John Deere’s high powered and precision agriculture division found their model ranges were in hot demand with net sales of US$5.117 billion – up 13% against the same time in 2021

Deere Agriculture and Turf division

Production and precision agriculture sales increased for the quarter with higher price realisations achieved and higher shipment volumes. As a result, operating profit rose.

Deere’s high powered and precision agriculture division simply powered ahead with net sales of US$5.117 billion, an 13% hike above the US$4.529 billion scored for the second quarter in 2021.

The operating profit of US$1.057 billion was 5% higher than the record result of US$1.007 billion recorded for the second quarter in 2021. However, increased shipping costs began to bite and saw the operating profit margin slip to 20.7% when compared to 2021 second quarter results of 22.3%.

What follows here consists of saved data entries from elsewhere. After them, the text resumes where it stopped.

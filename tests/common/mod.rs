//! Shared test helpers: an in-memory transport that records every outbound call.

#![allow(dead_code)]

use async_trait::async_trait;
use std::collections::HashMap;
use std::sync::atomic::{AtomicBool, Ordering};
use std::sync::{Arc, Mutex};

use order_intake_bot::bot::{FlowSettings, OrderFlow};
use order_intake_bot::config::DeliveryConfig;
use order_intake_bot::errors::TransportError;
use order_intake_bot::localization::LocalizationManager;
use order_intake_bot::transport::{EventKind, IncomingEvent, ReplyKeyboard, Transport};

pub const CHANNEL_ID: i64 = -1001234567890;
pub const PROMO_MESSAGE_ID: i32 = 2;
pub const ADMIN_ID: i64 = 999;
pub const BOT_USERNAME: &str = "OrderBot";

#[derive(Debug, Clone, PartialEq)]
pub enum Sent {
    Text {
        chat_id: i64,
        text: String,
        keyboard: Option<ReplyKeyboard>,
    },
    Forward {
        chat_id: i64,
        from_chat_id: i64,
        message_id: i32,
    },
}

#[derive(Debug, Default)]
pub struct RecordingTransport {
    sent: Mutex<Vec<Sent>>,
    attempts: Mutex<HashMap<i64, u32>>,
    failures_left: Mutex<HashMap<i64, u32>>,
    fail_forward: AtomicBool,
}

impl RecordingTransport {
    pub fn new() -> Arc<Self> {
        Arc::new(Self::default())
    }

    /// Make the next `count` sends to `chat_id` fail
    pub fn fail_sends_to(&self, chat_id: i64, count: u32) {
        self.failures_left.lock().unwrap().insert(chat_id, count);
    }

    pub fn fail_forwards(&self) {
        self.fail_forward.store(true, Ordering::SeqCst);
    }

    pub fn sent(&self) -> Vec<Sent> {
        self.sent.lock().unwrap().clone()
    }

    pub fn clear(&self) {
        self.sent.lock().unwrap().clear();
    }

    /// Texts successfully delivered to `chat_id`, in order
    pub fn texts_to(&self, chat_id: i64) -> Vec<String> {
        self.sent()
            .into_iter()
            .filter_map(|sent| match sent {
                Sent::Text { chat_id: c, text, .. } if c == chat_id => Some(text),
                _ => None,
            })
            .collect()
    }

    /// Keyboard attached to the last text delivered to `chat_id`
    pub fn last_keyboard_to(&self, chat_id: i64) -> Option<ReplyKeyboard> {
        self.sent().into_iter().rev().find_map(|sent| match sent {
            Sent::Text {
                chat_id: c,
                keyboard,
                ..
            } if c == chat_id => Some(keyboard),
            _ => None,
        })?
    }

    pub fn attempts_to(&self, chat_id: i64) -> u32 {
        self.attempts
            .lock()
            .unwrap()
            .get(&chat_id)
            .copied()
            .unwrap_or(0)
    }
}

#[async_trait]
impl Transport for RecordingTransport {
    async fn send_text(
        &self,
        chat_id: i64,
        text: &str,
        keyboard: Option<&ReplyKeyboard>,
    ) -> Result<(), TransportError> {
        // Suspend like a network call would, so concurrent events can interleave
        tokio::task::yield_now().await;
        *self.attempts.lock().unwrap().entry(chat_id).or_default() += 1;

        if let Some(left) = self.failures_left.lock().unwrap().get_mut(&chat_id) {
            if *left > 0 {
                *left -= 1;
                return Err(TransportError::Api("Forbidden: bot was blocked".to_string()));
            }
        }

        self.sent.lock().unwrap().push(Sent::Text {
            chat_id,
            text: text.to_string(),
            keyboard: keyboard.cloned(),
        });
        Ok(())
    }

    async fn forward_protected(
        &self,
        chat_id: i64,
        from_chat_id: i64,
        message_id: i32,
    ) -> Result<(), TransportError> {
        if self.fail_forward.load(Ordering::SeqCst) {
            return Err(TransportError::Api(
                "Bad Request: message to forward not found".to_string(),
            ));
        }

        self.sent.lock().unwrap().push(Sent::Forward {
            chat_id,
            from_chat_id,
            message_id,
        });
        Ok(())
    }
}

pub fn no_delay() -> DeliveryConfig {
    DeliveryConfig {
        max_retries: 2,
        base_retry_delay_ms: 0,
        max_retry_delay_ms: 0,
    }
}

pub fn setup_flow(transport: Arc<RecordingTransport>) -> OrderFlow {
    let l10n = Arc::new(LocalizationManager::new().expect("Failed to create localization manager"));
    let settings = FlowSettings {
        channel_id: CHANNEL_ID,
        promo_message_id: PROMO_MESSAGE_ID,
        admin_id: ADMIN_ID,
        bot_username: BOT_USERNAME.to_string(),
        delivery: no_delay(),
    };
    OrderFlow::new(transport, l10n, settings)
}

pub fn event(user_id: i64, kind: EventKind) -> IncomingEvent {
    IncomingEvent {
        user_id,
        chat_id: user_id,
        username: Some("anna_k".to_string()),
        language_code: Some("en".to_string()),
        kind,
    }
}

pub fn text(user_id: i64, text: &str) -> IncomingEvent {
    event(user_id, EventKind::Text(text.to_string()))
}

pub fn contact(user_id: i64, phone_number: &str) -> IncomingEvent {
    event(
        user_id,
        EventKind::Contact {
            phone_number: phone_number.to_string(),
        },
    )
}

Meanwhile the Deere & Co small agriculture & turf segment did run into several higher production costs and while its stakes also rose in the second quarter it was more subdued with net sales of US$3.570 billion, a mere 5% increase on the US$3.390 billion pieced together for this division in the second quarter of 2021.

There were plenty of buyers lined up for Deere loaders as the construction division chalked up net sales of US$3.347 – a 8.7% increase over the same period in 2021

Deere construction division

Even in Deere’s construction division it was hard to keep up with orders. Net sales were US$3.347 billion, an 8.7% jump above the US$3.079 billion raked in for the second quarter in 2021.

The operating profit of US$814 million was an astonishing 66% higher than US$489 million recorded for the second quarter in 2021, With an operating profit margin up to 24.3%, it sent Deere & Co on a spending junket.

With plenty of spare cash, Deere & Co went on a buying spree and acquired majority ownership in Kreisel Electric Inc, a pioneer in the development of immersion-cooled battery technology for a cool US$276 million.

Not satisfied with that one purchase, the company also went on to buy full ownership of three Deere-Hitachi joint venture factories and lined up contracts to instead supply Hitachi Construction Machinery with machines built in those locations.

Deere & Co also ended the joint venture manufacturing and marketing agreements previously in place between the two companies, as Hitachi became a Deere & Co customer instead.